* TASK DESCRIPTION *
Report every line of the listing below in which the string "derive" occurs.

* GIVEN RECORDS *
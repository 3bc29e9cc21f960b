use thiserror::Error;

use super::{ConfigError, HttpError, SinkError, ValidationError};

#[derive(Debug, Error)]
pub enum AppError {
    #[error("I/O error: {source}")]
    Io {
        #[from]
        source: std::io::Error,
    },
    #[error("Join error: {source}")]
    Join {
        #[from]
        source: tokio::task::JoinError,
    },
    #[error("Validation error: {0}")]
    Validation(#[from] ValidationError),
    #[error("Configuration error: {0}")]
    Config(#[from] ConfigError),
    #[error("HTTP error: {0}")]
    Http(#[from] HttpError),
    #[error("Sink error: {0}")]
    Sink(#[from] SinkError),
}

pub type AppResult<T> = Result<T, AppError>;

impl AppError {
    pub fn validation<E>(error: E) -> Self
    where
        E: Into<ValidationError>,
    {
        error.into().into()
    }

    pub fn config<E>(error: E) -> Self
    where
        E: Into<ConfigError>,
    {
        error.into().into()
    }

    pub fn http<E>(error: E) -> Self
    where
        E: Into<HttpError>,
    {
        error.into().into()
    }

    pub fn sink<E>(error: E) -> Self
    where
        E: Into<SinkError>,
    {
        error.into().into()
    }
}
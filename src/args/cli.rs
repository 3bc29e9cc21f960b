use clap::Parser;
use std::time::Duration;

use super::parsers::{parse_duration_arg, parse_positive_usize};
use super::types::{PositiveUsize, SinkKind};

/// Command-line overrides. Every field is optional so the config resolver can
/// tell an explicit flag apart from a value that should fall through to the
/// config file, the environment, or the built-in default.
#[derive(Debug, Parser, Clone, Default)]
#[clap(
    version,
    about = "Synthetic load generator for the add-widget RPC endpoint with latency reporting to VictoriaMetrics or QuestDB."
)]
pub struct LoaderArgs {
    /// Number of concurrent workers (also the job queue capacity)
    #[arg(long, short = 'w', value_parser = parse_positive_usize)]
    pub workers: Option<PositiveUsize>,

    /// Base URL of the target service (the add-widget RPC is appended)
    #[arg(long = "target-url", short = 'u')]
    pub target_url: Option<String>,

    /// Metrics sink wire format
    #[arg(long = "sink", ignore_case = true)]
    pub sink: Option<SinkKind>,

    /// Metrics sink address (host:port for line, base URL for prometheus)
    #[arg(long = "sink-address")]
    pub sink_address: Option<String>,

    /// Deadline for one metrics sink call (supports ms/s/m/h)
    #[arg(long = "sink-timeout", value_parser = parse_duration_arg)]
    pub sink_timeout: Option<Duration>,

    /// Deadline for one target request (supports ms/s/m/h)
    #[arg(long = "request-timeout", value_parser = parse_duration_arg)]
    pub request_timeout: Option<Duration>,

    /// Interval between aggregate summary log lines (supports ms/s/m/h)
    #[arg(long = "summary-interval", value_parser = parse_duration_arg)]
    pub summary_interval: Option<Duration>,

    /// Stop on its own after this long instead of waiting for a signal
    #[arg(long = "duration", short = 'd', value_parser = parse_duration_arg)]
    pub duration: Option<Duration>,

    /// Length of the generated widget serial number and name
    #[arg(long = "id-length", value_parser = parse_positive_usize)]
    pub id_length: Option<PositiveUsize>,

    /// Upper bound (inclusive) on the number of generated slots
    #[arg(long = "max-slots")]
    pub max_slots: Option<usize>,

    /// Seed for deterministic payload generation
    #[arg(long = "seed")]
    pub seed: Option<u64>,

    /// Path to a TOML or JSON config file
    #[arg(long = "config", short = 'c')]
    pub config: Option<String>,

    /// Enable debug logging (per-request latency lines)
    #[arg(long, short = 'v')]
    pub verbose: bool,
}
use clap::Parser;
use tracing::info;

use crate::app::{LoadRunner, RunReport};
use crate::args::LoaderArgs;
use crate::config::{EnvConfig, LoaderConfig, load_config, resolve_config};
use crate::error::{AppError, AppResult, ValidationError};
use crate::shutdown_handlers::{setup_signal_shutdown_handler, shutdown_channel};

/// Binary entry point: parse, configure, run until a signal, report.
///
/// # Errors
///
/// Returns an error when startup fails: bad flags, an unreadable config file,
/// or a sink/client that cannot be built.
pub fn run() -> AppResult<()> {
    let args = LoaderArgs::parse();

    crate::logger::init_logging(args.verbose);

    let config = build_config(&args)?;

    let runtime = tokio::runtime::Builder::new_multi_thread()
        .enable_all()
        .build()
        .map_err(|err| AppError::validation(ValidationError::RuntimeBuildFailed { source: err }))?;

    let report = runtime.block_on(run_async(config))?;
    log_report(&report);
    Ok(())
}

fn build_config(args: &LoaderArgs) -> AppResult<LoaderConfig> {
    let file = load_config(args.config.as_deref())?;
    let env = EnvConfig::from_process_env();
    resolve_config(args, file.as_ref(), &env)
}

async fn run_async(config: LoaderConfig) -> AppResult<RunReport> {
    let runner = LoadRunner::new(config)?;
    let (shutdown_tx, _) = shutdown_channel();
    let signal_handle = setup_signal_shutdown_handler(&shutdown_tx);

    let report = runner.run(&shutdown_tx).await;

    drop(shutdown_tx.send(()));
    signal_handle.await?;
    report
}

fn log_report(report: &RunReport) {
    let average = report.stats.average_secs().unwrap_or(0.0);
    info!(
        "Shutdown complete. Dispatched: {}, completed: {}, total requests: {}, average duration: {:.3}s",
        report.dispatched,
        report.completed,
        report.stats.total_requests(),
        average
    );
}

* RESULT OF THIS EXERCISE *
#[derive(Debug, Error)]
#[derive(Debug, Parser, Clone, Default)]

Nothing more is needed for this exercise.